### Exercise description
Taking the line with "Weights plus the" as the first and the line with "let ckpt = Checkpoint::load(path)" as the last, set down exactly every line in that range from the entries below, and no more.

(Records from a data source)

==============================

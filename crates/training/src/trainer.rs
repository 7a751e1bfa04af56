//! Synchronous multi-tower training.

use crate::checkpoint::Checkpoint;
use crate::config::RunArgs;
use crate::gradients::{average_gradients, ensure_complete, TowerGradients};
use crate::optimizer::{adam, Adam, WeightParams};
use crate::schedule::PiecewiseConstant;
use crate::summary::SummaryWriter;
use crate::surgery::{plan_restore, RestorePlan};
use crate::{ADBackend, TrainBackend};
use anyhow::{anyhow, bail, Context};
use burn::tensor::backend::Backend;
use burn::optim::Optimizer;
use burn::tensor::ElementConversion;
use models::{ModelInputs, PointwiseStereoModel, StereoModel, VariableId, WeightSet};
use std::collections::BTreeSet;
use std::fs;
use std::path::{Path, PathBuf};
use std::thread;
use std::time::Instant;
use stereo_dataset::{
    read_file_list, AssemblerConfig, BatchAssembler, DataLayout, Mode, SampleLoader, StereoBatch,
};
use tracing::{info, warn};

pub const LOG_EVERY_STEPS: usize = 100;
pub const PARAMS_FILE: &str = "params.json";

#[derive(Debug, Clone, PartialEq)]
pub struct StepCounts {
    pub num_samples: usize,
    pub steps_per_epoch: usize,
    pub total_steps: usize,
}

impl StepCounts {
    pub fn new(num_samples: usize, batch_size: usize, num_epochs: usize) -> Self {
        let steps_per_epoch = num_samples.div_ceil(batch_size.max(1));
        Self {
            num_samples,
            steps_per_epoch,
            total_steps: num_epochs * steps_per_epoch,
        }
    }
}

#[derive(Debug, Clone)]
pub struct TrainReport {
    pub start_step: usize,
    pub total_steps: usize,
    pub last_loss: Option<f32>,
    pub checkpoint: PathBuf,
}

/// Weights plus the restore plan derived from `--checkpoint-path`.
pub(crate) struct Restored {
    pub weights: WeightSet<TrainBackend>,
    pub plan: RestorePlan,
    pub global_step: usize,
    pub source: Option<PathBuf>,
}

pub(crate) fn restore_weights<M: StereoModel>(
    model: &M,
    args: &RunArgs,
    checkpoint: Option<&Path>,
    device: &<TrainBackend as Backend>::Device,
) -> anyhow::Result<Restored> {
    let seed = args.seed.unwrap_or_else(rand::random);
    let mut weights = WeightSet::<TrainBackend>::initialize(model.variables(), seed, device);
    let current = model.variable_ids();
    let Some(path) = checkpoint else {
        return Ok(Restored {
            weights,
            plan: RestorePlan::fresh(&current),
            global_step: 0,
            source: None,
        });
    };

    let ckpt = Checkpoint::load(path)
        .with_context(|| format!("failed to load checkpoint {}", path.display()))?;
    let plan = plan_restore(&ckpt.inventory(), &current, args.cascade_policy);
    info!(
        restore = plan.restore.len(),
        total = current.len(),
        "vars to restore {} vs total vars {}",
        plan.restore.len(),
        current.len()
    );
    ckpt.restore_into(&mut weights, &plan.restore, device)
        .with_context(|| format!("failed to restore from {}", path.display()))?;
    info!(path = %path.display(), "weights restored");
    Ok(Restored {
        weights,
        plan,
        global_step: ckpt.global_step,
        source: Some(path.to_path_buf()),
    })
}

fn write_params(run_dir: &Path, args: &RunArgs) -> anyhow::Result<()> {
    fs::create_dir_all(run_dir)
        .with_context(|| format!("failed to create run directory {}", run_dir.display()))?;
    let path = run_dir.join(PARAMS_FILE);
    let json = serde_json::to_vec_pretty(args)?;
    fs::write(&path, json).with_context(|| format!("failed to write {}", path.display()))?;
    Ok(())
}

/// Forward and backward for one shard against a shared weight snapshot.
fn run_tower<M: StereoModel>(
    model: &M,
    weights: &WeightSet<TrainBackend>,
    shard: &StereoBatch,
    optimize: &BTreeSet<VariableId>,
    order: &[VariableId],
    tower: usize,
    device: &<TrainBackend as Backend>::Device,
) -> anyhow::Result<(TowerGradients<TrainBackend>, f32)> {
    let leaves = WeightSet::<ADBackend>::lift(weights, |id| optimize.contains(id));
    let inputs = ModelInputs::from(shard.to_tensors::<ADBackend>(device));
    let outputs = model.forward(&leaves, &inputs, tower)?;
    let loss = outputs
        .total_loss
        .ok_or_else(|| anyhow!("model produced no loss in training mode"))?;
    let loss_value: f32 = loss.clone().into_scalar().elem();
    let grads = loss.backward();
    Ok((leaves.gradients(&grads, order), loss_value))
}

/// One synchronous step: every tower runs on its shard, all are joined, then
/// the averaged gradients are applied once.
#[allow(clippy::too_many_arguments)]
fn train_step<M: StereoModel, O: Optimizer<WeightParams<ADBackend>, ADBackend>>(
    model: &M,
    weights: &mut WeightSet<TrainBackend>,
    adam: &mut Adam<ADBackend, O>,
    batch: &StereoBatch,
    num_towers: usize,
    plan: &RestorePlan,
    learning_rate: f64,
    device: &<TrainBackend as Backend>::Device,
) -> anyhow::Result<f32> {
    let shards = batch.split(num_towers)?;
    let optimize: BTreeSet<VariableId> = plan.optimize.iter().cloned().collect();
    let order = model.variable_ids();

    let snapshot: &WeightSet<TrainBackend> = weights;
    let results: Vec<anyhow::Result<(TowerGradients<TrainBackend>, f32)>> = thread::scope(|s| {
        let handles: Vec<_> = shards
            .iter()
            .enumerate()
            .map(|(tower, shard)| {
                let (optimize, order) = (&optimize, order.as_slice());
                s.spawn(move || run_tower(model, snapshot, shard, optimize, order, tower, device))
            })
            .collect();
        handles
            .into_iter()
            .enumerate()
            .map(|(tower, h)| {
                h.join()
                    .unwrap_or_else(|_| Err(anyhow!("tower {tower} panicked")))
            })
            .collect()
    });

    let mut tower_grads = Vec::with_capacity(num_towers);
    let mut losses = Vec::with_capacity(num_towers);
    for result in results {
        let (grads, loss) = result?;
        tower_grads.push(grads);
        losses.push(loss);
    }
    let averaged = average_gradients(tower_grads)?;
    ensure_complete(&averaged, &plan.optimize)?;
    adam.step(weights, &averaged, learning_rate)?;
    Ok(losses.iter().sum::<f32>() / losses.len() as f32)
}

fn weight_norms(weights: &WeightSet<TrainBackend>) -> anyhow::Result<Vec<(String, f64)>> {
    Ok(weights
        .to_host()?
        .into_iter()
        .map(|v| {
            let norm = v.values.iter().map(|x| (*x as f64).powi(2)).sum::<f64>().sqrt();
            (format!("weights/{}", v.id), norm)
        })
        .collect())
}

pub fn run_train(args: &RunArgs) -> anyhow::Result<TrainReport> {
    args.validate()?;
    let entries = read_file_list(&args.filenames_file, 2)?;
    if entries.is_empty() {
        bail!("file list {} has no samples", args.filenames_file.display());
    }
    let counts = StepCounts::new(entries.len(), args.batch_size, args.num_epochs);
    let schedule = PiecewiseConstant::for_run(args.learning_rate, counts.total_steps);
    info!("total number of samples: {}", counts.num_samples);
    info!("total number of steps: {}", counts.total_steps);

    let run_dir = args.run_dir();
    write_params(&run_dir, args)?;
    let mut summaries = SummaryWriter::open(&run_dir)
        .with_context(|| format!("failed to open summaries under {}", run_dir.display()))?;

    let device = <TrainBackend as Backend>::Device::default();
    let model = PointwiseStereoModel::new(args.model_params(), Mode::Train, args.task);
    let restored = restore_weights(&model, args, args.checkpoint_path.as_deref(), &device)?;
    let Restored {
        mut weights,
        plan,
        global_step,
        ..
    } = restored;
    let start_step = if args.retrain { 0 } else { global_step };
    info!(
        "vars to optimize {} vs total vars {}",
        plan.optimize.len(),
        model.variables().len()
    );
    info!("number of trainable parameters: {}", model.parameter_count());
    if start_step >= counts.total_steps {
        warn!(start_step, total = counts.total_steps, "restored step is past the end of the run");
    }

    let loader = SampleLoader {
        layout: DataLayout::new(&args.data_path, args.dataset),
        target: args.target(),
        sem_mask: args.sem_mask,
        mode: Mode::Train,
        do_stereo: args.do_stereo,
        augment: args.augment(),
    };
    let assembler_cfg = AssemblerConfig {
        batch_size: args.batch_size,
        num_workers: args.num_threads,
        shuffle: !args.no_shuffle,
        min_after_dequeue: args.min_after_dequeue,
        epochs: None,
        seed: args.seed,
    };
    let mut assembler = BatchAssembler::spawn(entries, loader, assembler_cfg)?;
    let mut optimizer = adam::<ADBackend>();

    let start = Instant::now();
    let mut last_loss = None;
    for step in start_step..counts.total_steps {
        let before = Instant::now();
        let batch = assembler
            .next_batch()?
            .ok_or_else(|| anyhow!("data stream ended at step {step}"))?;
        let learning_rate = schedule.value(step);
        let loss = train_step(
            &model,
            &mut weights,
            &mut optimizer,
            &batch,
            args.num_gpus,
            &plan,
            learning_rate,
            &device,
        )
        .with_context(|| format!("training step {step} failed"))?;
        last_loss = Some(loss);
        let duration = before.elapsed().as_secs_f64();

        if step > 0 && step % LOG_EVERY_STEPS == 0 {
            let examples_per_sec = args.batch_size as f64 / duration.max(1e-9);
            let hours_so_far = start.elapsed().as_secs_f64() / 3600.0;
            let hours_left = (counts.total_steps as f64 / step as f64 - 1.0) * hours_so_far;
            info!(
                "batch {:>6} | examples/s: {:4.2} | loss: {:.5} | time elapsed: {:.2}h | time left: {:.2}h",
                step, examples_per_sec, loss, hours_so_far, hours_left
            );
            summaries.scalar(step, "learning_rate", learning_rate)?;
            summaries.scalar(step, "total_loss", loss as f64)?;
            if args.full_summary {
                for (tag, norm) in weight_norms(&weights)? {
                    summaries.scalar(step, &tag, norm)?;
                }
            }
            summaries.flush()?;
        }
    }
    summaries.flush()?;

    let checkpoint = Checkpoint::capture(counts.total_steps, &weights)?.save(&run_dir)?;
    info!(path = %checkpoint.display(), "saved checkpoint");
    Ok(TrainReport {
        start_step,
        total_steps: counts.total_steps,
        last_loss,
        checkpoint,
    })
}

==============================

### Answer area
/// Weights plus the restore plan derived from `--checkpoint-path`.
pub(crate) struct Restored {
    pub weights: WeightSet<TrainBackend>,
    pub plan: RestorePlan,
    pub global_step: usize,
    pub source: Option<PathBuf>,
}

pub(crate) fn restore_weights<M: StereoModel>(
    model: &M,
    args: &RunArgs,
    checkpoint: Option<&Path>,
    device: &<TrainBackend as Backend>::Device,
) -> anyhow::Result<Restored> {
    let seed = args.seed.unwrap_or_else(rand::random);
    let mut weights = WeightSet::<TrainBackend>::initialize(model.variables(), seed, device);
    let current = model.variable_ids();
    let Some(path) = checkpoint else {
        return Ok(Restored {
            weights,
            plan: RestorePlan::fresh(&current),
            global_step: 0,
            source: None,
        });
    };

    let ckpt = Checkpoint::load(path)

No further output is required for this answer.